Dual-Target tDCS and Dual-Task Training Modulate Neuroinflammation and Neuroplasticity: Transcriptomic and Behavioral Evidence in Stroke Rehabilitation

Yutong Fu^*Qianxi YanAnjuan WangHongmei ZhangLi Wen WangYao Liqing

• The Second Affiliated Hospital of Kunming Medical University, Kunming, China

Background: Transcranial direct current stimulation (tDCS) combined with dual-task training (DTT) has shown potential in promoting neurorehabilitation. However, the transcriptomic mechanisms underlying the synergistic effects of dual-target tDCS remain unexplored. This study aims to evaluate the effects of tDCS+DTT on cognitive and motor functions and preliminarily explore its molecular basis through transcriptomic analysis.

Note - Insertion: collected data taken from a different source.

//! Process a recording into a final video.

use std::io::Write;
use std::path::PathBuf;
use std::sync::Arc;

use recast_common::EngineConfig;
use recast_frame_compositor::SpriteCache;
use recast_recording_model::{
    normalize_samples, parse_cursor_samples, parse_zoom_windows, CursorSample, ZoomWindow,
};
use recast_render_engine::{ProgressCallback, TranscodePipeline};

pub async fn run(
    config: EngineConfig,
    input: PathBuf,
    output: Option<PathBuf>,
    samples: Option<PathBuf>,
    zooms: Option<PathBuf>,
    style: String,
) -> anyhow::Result<()> {
    println!("Processing recording: {}", input.display());

    let output_path = output.unwrap_or_else(|| input.with_extension("processed.mp4"));

    let mut cursor_samples = load_samples(samples.as_deref())?;
    if normalize_samples(&mut cursor_samples) {
        tracing::warn!("Cursor samples were out of order; re-sorted by timestamp");
    }
    let zoom_windows = load_zooms(zooms.as_deref())?;

    println!("  Output: {}", output_path.display());
    println!("  Cursor samples: {}", cursor_samples.len());
    println!("  Zoom windows: {}", zoom_windows.len());
    println!("  Style: {style}");

    let sprites = Arc::new(SpriteCache::new(&config.sprites_dir));
    let pipeline = TranscodePipeline::new(config.transcode, config.timeouts, sprites);

    let progress_cb: ProgressCallback = Box::new(|fraction| {
        print!("\r  Progress: {:.1}%  ", fraction * 100.0);
        let _ = std::io::stdout().flush();
    });

    match pipeline
        .run(
            &input,
            &output_path,
            &cursor_samples,
            &zoom_windows,
            &style,
            Some(progress_cb),
        )
        .await
    {
        Ok(meta) => {
            println!(
                "\nDone: {} ({}x{} @ {:.2} fps, {} frames)",
                output_path.display(),
                meta.width,
                meta.height,
                meta.fps,
                meta.total_frames
            );
            Ok(())
        }
        Err(e) => Err(anyhow::anyhow!("Processing failed: {e}")),
    }
}

fn load_samples(path: Option<&std::path::Path>) -> anyhow::Result<Vec<CursorSample>> {
    let Some(path) = path else {
        return Ok(Vec::new());
    };
    let json = std::fs::read_to_string(path)
        .map_err(|e| anyhow::anyhow!("Failed to read {}: {e}", path.display()))?;
    parse_cursor_samples(&json)
        .map_err(|e| anyhow::anyhow!("Invalid cursor samples in {}: {e}", path.display()))
}

fn load_zooms(path: Option<&std::path::Path>) -> anyhow::Result<Vec<ZoomWindow>> {
    let Some(path) = path else {
        return Ok(Vec::new());
    };
    let json = std::fs::read_to_string(path)
        .map_err(|e| anyhow::anyhow!("Failed to read {}: {e}", path.display()))?;
    parse_zoom_windows(&json)
        .map_err(|e| anyhow::anyhow!("Invalid zoom windows in {}: {e}", path.display()))
}
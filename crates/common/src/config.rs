//! Engine configuration.

use serde::{Deserialize, Serialize};
use std::path::PathBuf;

/// Global engine configuration.
#[derive(Debug, Clone, Serialize, Deserialize)]
pub struct EngineConfig {
    /// Directory for per-job scratch files (downloaded sources, outputs).
    pub scratch_dir: PathBuf,

    /// Directory holding cursor sprite assets (`<style>.png`).
    pub sprites_dir: PathBuf,

    /// Transcoder settings.
    pub transcode: TranscodeConfig,

    /// Bounded-wait budgets.
    pub timeouts: TimeoutConfig,

    /// Logging configuration.
    pub logging: LoggingConfig,
}

/// External transcoder settings.
#[derive(Debug, Clone, Serialize, Deserialize)]
pub struct TranscodeConfig {
    /// ffmpeg binary name or path.
    pub ffmpeg: String,

    /// ffprobe binary name or path.
    pub ffprobe: String,

    /// x264 encoder preset.
    pub preset: String,

    /// x264 constant rate factor.
    pub crf: u32,
}

/// Bounded waits for network transfers and subprocess completion.
#[derive(Debug, Clone, Serialize, Deserialize)]
pub struct TimeoutConfig {
    /// Source download budget in seconds.
    pub download_secs: u64,

    /// Result upload budget in seconds.
    pub upload_secs: u64,

    /// How long to wait for the encoder to drain after end-of-input.
    pub encoder_finish_secs: u64,

    /// Longest a single frame read or write may go without progress before
    /// the job is failed. Guards against a subprocess that hangs without
    /// exiting.
    pub frame_io_secs: u64,
}

/// Logging configuration.
#[derive(Debug, Clone, Serialize, Deserialize)]
pub struct LoggingConfig {
    /// Log level filter (e.g., "info", "debug", "recast=debug,warn").
    pub level: String,

    /// Whether to output structured JSON logs.
    pub json: bool,
}

impl Default for EngineConfig {
    fn default() -> Self {
        Self {
            scratch_dir: std::env::temp_dir().join("recast"),
            sprites_dir: default_sprites_dir(),
            transcode: TranscodeConfig::default(),
            timeouts: TimeoutConfig::default(),
            logging: LoggingConfig::default(),
        }
    }
}

impl Default for TranscodeConfig {
    fn default() -> Self {
        Self {
            ffmpeg: "ffmpeg".to_string(),
            ffprobe: "ffprobe".to_string(),
            preset: "medium".to_string(),
            crf: 20,
        }
    }
}

impl Default for TimeoutConfig {
    fn default() -> Self {
        Self {
            download_secs: 600,
            upload_secs: 600,
            encoder_finish_secs: 120,
            frame_io_secs: 60,
        }
    }
}

impl Default for LoggingConfig {
    fn default() -> Self {
        Self {
            level: "info".to_string(),
            json: false,
        }
    }
}

impl EngineConfig {
    /// Load config from the standard location, falling back to defaults.
    pub fn load() -> Self {
        let config_path = config_file_path();
        if config_path.exists() {
            match std::fs::read_to_string(&config_path) {
                Ok(content) => match serde_json::from_str(&content) {
                    Ok(config) => return config,
                    Err(e) => {
                        tracing::warn!("Failed to parse config at {:?}: {}", config_path, e);
                    }
                },
                Err(e) => {
                    tracing::warn!("Failed to read config at {:?}: {}", config_path, e);
                }
            }
        }
        Self::default()
    }

    /// Save config to the standard location.
    pub fn save(&self) -> Result<(), std::io::Error> {
        let config_path = config_file_path();
        if let Some(parent) = config_path.parent() {
            std::fs::create_dir_all(parent)?;
        }
        let json = serde_json::to_string_pretty(self).map_err(std::io::Error::other)?;
        std::fs::write(config_path, json)
    }
}

/// Standard config file location.
fn config_file_path() -> PathBuf {
    let base = std::env::var("XDG_CONFIG_HOME")
        .map(PathBuf::from)
        .unwrap_or_else(|_| {
            let home = std::env::var("HOME").unwrap_or_else(|_| "/tmp".to_string());
            PathBuf::from(home).join(".config")
        });
    base.join("recast").join("config.json")
}

/// Default sprite asset directory.
fn default_sprites_dir() -> PathBuf {
    let base = std::env::var("XDG_DATA_HOME")
        .map(PathBuf::from)
        .unwrap_or_else(|_| {
            let home = std::env::var("HOME").unwrap_or_else(|_| "/tmp".to_string());
            PathBuf::from(home).join(".local").join("share")
        });
    base.join("recast").join("sprites")
}
use chrono::{DateTime, Duration, NaiveDate, NaiveDateTime, Utc};

use super::{read, EventScheduler};
use crate::error::{Result, SchedulerError};
use crate::models::event::{Event, EventId, EventStatus, EventType, OwnerId};
use crate::models::occurrence::CalendarEntry;
use crate::models::time_span::TimeSpan;
use crate::services::conflict::Conflict;
use crate::services::store::EventStore;
use crate::utils::date::start_of_day;

impl<S: EventStore> EventScheduler<S> {
    /// Entries whose span shares a calendar date with `from..=to`, ordered by
    /// start then event id. Cancelled occurrences are left out.
    pub fn list_between(
        &self,
        owner: OwnerId,
        from: NaiveDate,
        to: NaiveDate,
    ) -> Result<Vec<CalendarEntry>> {
        if to < from {
            return Err(SchedulerError::InvalidSpan {
                start: start_of_day(from),
                end: start_of_day(to),
            });
        }

        let calendar = self.calendar(owner)?;
        let calendar = read(&calendar);
        Ok(calendar
            .entries()
            .into_iter()
            .filter(|entry| entry.span.intersects_dates(from, to))
            .collect())
    }

    /// Live items of `owner` overlapping `span`, optionally ignoring one event.
    pub fn check_conflicts(
        &self,
        owner: OwnerId,
        span: &TimeSpan,
        exclude: Option<EventId>,
    ) -> Result<Vec<Conflict>> {
        let calendar = self.calendar(owner)?;
        let calendar = read(&calendar);
        Ok(calendar.detector().detect(span, exclude))
    }

    /// Entries starting within `hours` after `now`, defaulting to the
    /// configured window. Cancelled events are skipped.
    pub fn upcoming(
        &self,
        owner: OwnerId,
        now: NaiveDateTime,
        hours: Option<u32>,
    ) -> Result<Vec<CalendarEntry>> {
        let hours = hours.unwrap_or(self.settings.upcoming_window_hours);
        // Windows past the calendar range are open-ended.
        let until = now
            .checked_add_signed(Duration::hours(i64::from(hours)))
            .unwrap_or(NaiveDateTime::MAX);

        let calendar = self.calendar(owner)?;
        let calendar = read(&calendar);
        Ok(calendar
            .entries()
            .into_iter()
            .filter(|entry| entry.status != EventStatus::Cancelled)
            .filter(|entry| entry.span.start() >= now && entry.span.start() < until)
            .collect())
    }

    /// [`upcoming`](Self::upcoming) for a UTC instant, read as wall clock in
    /// the configured timezone.
    pub fn upcoming_from_instant(
        &self,
        owner: OwnerId,
        instant: DateTime<Utc>,
        hours: Option<u32>,
    ) -> Result<Vec<CalendarEntry>> {
        self.upcoming(owner, self.settings.wall_clock(instant), hours)
    }

    /// Entries in progress at `now`.
    pub fn active_at(&self, owner: OwnerId, now: NaiveDateTime) -> Result<Vec<CalendarEntry>> {
        let calendar = self.calendar(owner)?;
        let calendar = read(&calendar);
        Ok(calendar
            .entries()
            .into_iter()
            .filter(|entry| entry.status != EventStatus::Cancelled)
            .filter(|entry| entry.span.contains(now))
            .collect())
    }

    /// Live events whose last instance ended at or before `now`.
    pub fn overdue(&self, owner: OwnerId, now: NaiveDateTime) -> Result<Vec<Event>> {
        let calendar = self.calendar(owner)?;
        let calendar = read(&calendar);

        let mut events: Vec<Event> = calendar
            .events
            .values()
            .filter(|event| event.is_live())
            .filter(|event| calendar.final_end(event).is_some_and(|end| end <= now))
            .cloned()
            .collect();
        events.sort_by_key(|event| (event.span.start(), event.id));
        Ok(events)
    }

    pub fn by_type(&self, owner: OwnerId, event_type: EventType) -> Result<Vec<Event>> {
        let calendar = self.calendar(owner)?;
        let calendar = read(&calendar);

        let mut events: Vec<Event> = calendar
            .events
            .values()
            .filter(|event| event.event_type == event_type)
            .cloned()
            .collect();
        events.sort_by_key(|event| (event.span.start(), event.id));
        Ok(events)
    }
}
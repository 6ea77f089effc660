use std::collections::BTreeMap;
use std::sync::{Mutex, PoisonError};

use anyhow::{anyhow, Result};

use super::{Change, EventStore, OwnerSnapshot, WriteSet};
use crate::models::event::{Event, EventId, OwnerId};
use crate::models::occurrence::Occurrence;

#[derive(Debug, Clone, Default)]
struct Tables {
    events: BTreeMap<EventId, Event>,
    occurrences: BTreeMap<EventId, Vec<Occurrence>>,
    max_id: i64,
}

impl Tables {
    fn apply(&mut self, owner: OwnerId, change: &Change) -> Result<()> {
        match change {
            Change::SaveEvent(event) => {
                let stolen = self
                    .events
                    .get(&event.id)
                    .is_some_and(|existing| existing.owner_id != owner);
                if event.owner_id != owner || stolen {
                    return Err(anyhow!(
                        "Event {} belongs to {}, not {}",
                        event.id,
                        event.owner_id,
                        owner
                    ));
                }
                self.max_id = self.max_id.max(event.id.0);
                self.events.insert(event.id, event.clone());
            }
            Change::ReplaceOccurrences(event_id, series) => {
                self.require_owned(owner, *event_id)?;
                if series.is_empty() {
                    self.occurrences.remove(event_id);
                } else {
                    self.occurrences.insert(*event_id, series.clone());
                }
            }
            Change::SaveOccurrence(occurrence) => {
                let event_id = occurrence.parent_event_id();
                self.require_owned(owner, event_id)?;
                let slot = self
                    .occurrences
                    .get_mut(&event_id)
                    .and_then(|series| series.iter_mut().find(|o| o.id == occurrence.id))
                    .ok_or_else(|| anyhow!("Occurrence {} not found", occurrence.id))?;
                *slot = occurrence.clone();
            }
            Change::DeleteEvent(event_id) => {
                self.require_owned(owner, *event_id)?;
                self.events.remove(event_id);
                self.occurrences.remove(event_id);
            }
        }
        Ok(())
    }

    fn require_owned(&self, owner: OwnerId, event_id: EventId) -> Result<()> {
        match self.events.get(&event_id) {
            Some(event) if event.owner_id == owner => Ok(()),
            Some(_) => Err(anyhow!("Event {} is not owned by {}", event_id, owner)),
            None => Err(anyhow!("Event with id {} not found", event_id)),
        }
    }
}

/// Process-local store, used for tests and for embedding without a database.
#[derive(Debug, Default)]
pub struct MemoryStore {
    tables: Mutex<Tables>,
}

impl MemoryStore {
    pub fn new() -> Self {
        Self::default()
    }
}

impl EventStore for MemoryStore {
    fn load_owner(&self, owner: OwnerId) -> Result<OwnerSnapshot> {
        let tables = self.tables.lock().unwrap_or_else(PoisonError::into_inner);

        let events: Vec<Event> = tables
            .events
            .values()
            .filter(|event| event.owner_id == owner)
            .cloned()
            .collect();
        let occurrences = events
            .iter()
            .filter_map(|event| tables.occurrences.get(&event.id))
            .flatten()
            .cloned()
            .collect();

        Ok(OwnerSnapshot {
            events,
            occurrences,
        })
    }

    fn commit(&self, write_set: &WriteSet) -> Result<()> {
        let mut tables = self.tables.lock().unwrap_or_else(PoisonError::into_inner);

        // Stage on a copy so a failing change leaves nothing applied.
        let mut staged = tables.clone();
        for change in &write_set.changes {
            staged.apply(write_set.owner, change)?;
        }
        *tables = staged;

        Ok(())
    }

    fn owner_of(&self, event: EventId) -> Result<Option<OwnerId>> {
        let tables = self.tables.lock().unwrap_or_else(PoisonError::into_inner);
        Ok(tables.events.get(&event).map(|event| event.owner_id))
    }

    fn max_event_id(&self) -> Result<i64> {
        let tables = self.tables.lock().unwrap_or_else(PoisonError::into_inner);
        Ok(tables.max_id)
    }
}
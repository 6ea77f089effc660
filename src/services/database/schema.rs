use anyhow::{Context, Result};
use rusqlite::Connection;

pub fn initialize_schema(conn: &Connection) -> Result<()> {
    create_events_table(conn)?;
    create_occurrences_table(conn)?;
    create_indexes(conn)?;
    Ok(())
}

fn create_events_table(conn: &Connection) -> Result<()> {
    conn.execute(
        "CREATE TABLE IF NOT EXISTS events (
            id INTEGER PRIMARY KEY,
            owner_id INTEGER NOT NULL,
            title TEXT NOT NULL,
            description TEXT,
            location TEXT,
            color TEXT,
            start_datetime TEXT NOT NULL,
            end_datetime TEXT NOT NULL,
            is_all_day INTEGER NOT NULL DEFAULT 0,
            event_type TEXT NOT NULL DEFAULT 'other',
            priority TEXT NOT NULL DEFAULT 'medium',
            status TEXT NOT NULL DEFAULT 'scheduled',
            recurrence_rule TEXT,
            linked_task_id INTEGER,
            reminder_minutes INTEGER,
            is_private INTEGER NOT NULL DEFAULT 0,
            created_at TEXT NOT NULL DEFAULT CURRENT_TIMESTAMP,
            updated_at TEXT NOT NULL DEFAULT CURRENT_TIMESTAMP
        )",
        [],
    )
    .context("Failed to create events table")?;

    Ok(())
}

fn create_occurrences_table(conn: &Connection) -> Result<()> {
    conn.execute(
        "CREATE TABLE IF NOT EXISTS event_occurrences (
            event_id INTEGER NOT NULL REFERENCES events(id) ON DELETE CASCADE,
            seq INTEGER NOT NULL,
            start_datetime TEXT NOT NULL,
            end_datetime TEXT NOT NULL,
            is_all_day INTEGER NOT NULL DEFAULT 0,
            is_cancelled INTEGER NOT NULL DEFAULT 0,
            title_override TEXT,
            description_override TEXT,
            notes TEXT,
            PRIMARY KEY (event_id, seq)
        )",
        [],
    )
    .context("Failed to create event_occurrences table")?;

    Ok(())
}

fn create_indexes(conn: &Connection) -> Result<()> {
    conn.execute(
        "CREATE INDEX IF NOT EXISTS idx_events_owner_start ON events(owner_id, start_datetime)",
        [],
    )
    .context("Failed to create events index")?;

    Ok(())
}
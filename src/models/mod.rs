// Module exports for models

pub mod event;
pub mod occurrence;
pub mod recurrence;
pub mod settings;
pub mod time_span;
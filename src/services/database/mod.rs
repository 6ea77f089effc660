// Database service module
// SQLite connection and schema creation

mod connection;
mod schema;

pub use connection::Database;
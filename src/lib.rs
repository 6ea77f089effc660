// Calendar scheduling engine
// Recurrence expansion, conflict detection and per-owner event scheduling

pub mod error;
pub mod models;
pub mod services;
pub mod utils;

pub use error::{Result, SchedulerError};
pub use models::event::{Event, EventChanges, EventDraft, EventId, OwnerId};
pub use models::occurrence::{CalendarEntry, Occurrence, OccurrenceChanges, OccurrenceId};
pub use models::recurrence::{Frequency, RecurrenceRule};
pub use models::settings::Settings;
pub use models::time_span::TimeSpan;
pub use services::conflict::{Conflict, ConflictDetector};
pub use services::scheduler::{ConflictCheck, EventScheduler};
pub use services::store::{EventStore, MemoryStore, SqliteStore};
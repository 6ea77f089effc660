//! Recurrence expansion.
//! Turns a rule and a base span into the ordered series of occurrences, with
//! one stepping function per frequency.

use chrono::{Months, NaiveDate, NaiveDateTime};

use crate::models::event::EventId;
use crate::models::occurrence::Occurrence;
use crate::models::recurrence::{Frequency, RecurrenceRule};
use crate::models::time_span::TimeSpan;

mod daily;
mod monthly;
mod weekly;
mod yearly;

/// Hard cap on materialized occurrences per event.
pub const MAX_OCCURRENCES: usize = 100;

/// Expand `rule` starting at `base` into occurrences of `parent`.
///
/// The base span is always occurrence 0, even when it starts after the rule's
/// end date. Further occurrences stop at the end date (inclusive, default one
/// year after the base start) or at [`MAX_OCCURRENCES`], whichever comes
/// first. Reaching the cap is a
/// truncation, not an error.
pub fn expand(
    rule: &RecurrenceRule,
    base: &TimeSpan,
    all_day: bool,
    parent: EventId,
) -> Vec<Occurrence> {
    expand_spans(rule, base)
        .into_iter()
        .enumerate()
        .map(|(index, span)| Occurrence::new(parent, index as u32, span, all_day))
        .collect()
}

/// Expansion without ids, used for pre-flight checks on unsaved drafts.
pub fn expand_spans(rule: &RecurrenceRule, base: &TimeSpan) -> Vec<TimeSpan> {
    let minutes = base.duration_minutes();
    let limit = limit_date(rule, base.start());

    let mut spans = Vec::new();
    let mut cursor = base.start();
    let mut steps = 0u32;

    while spans.len() < MAX_OCCURRENCES && (spans.is_empty() || cursor.date() <= limit) {
        match TimeSpan::starting_at(cursor, minutes) {
            Ok(span) => spans.push(span),
            Err(_) => break,
        }

        steps += 1;
        let Some(next) = step(rule, base.start(), cursor, steps) else {
            log::debug!(
                "Stopping {} expansion after {} occurrences: no further step",
                rule.frequency,
                spans.len()
            );
            break;
        };

        // Steps only move forward; anything else would repeat forever.
        if next <= cursor {
            break;
        }
        cursor = next;
    }

    spans
}

/// Inclusive last date an occurrence may start on.
pub fn limit_date(rule: &RecurrenceRule, base_start: NaiveDateTime) -> NaiveDate {
    rule.end_date.unwrap_or_else(|| {
        base_start
            .date()
            .checked_add_months(Months::new(12))
            .unwrap_or(NaiveDate::MAX)
    })
}

/// Advance from `cursor`. `steps` counts the steps taken so far including this
/// one; month-based frequencies use it to step from the anchor so clamped
/// month ends do not drift.
fn step(
    rule: &RecurrenceRule,
    anchor: NaiveDateTime,
    cursor: NaiveDateTime,
    steps: u32,
) -> Option<NaiveDateTime> {
    match rule.frequency {
        Frequency::Daily => daily::next(cursor, rule.interval),
        Frequency::Weekly => weekly::next(cursor, rule.interval, rule.active_days()),
        Frequency::Monthly => monthly::next(anchor, rule.interval, steps),
        Frequency::Yearly => yearly::next(anchor, rule.interval, steps),
    }
}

Methods: Fifty two chronic stroke patients were randomized to receive dual-target tDCS (anodal electrodes over affected primary motor cortex M1 and left dorsolateral prefrontal cortex DLPFC) combined with DTT (n=26) or sham stimulation with DTT (n=26). Behavioral assessments, including the Visual Cognitive Assessment Test (VCAT), Hamilton Depression Scale (HAMD), Fugl-Meyer Lower Limb Assessment (FMA-L), Timed Up and Go Test (TUG), and Modified Barthel Index (MBI), were conducted before and after the intervention. Peripheral blood transcriptomic analysis was performed on a subset of patients from the tDCS+DTT group to identify differentially expressed genes (DEGs) and enriched pathways. Results: Significant interactions were observed for VCAT (p < 0.001), MBI (p = 0.033), HAMD (p < 0.001), FM-L (p < 0.001), TUG-CMDT time (p < 0.001), and TUG-CMDT accuracy rate (p < 0.001). Transcriptomic analysis revealed 1,319 DEGs post-treatment, predominantly downregulating inflammation/apoptosis-related genes (1,155) and upregulating neuroplasticityassociated genes (164). KEGG pathway analysis highlighted suppressed NF-κB signaling and apoptosis pathways, alongside enhanced synaptic plasticity mechanisms. Key regulatory genes, such as PPP1R15A, BCL3, GADD45B, and NFKBIA, were identified as potential mediators of 2 tDCS-induced neuroprotection. Conclusion: Dual-target tDCS combined with DTT promotes functional recovery in stroke patients through transcriptomic reprogramming of inflammatory and neuroplastic pathways, offering a novel strategy for multi-modal neurorehabilitation.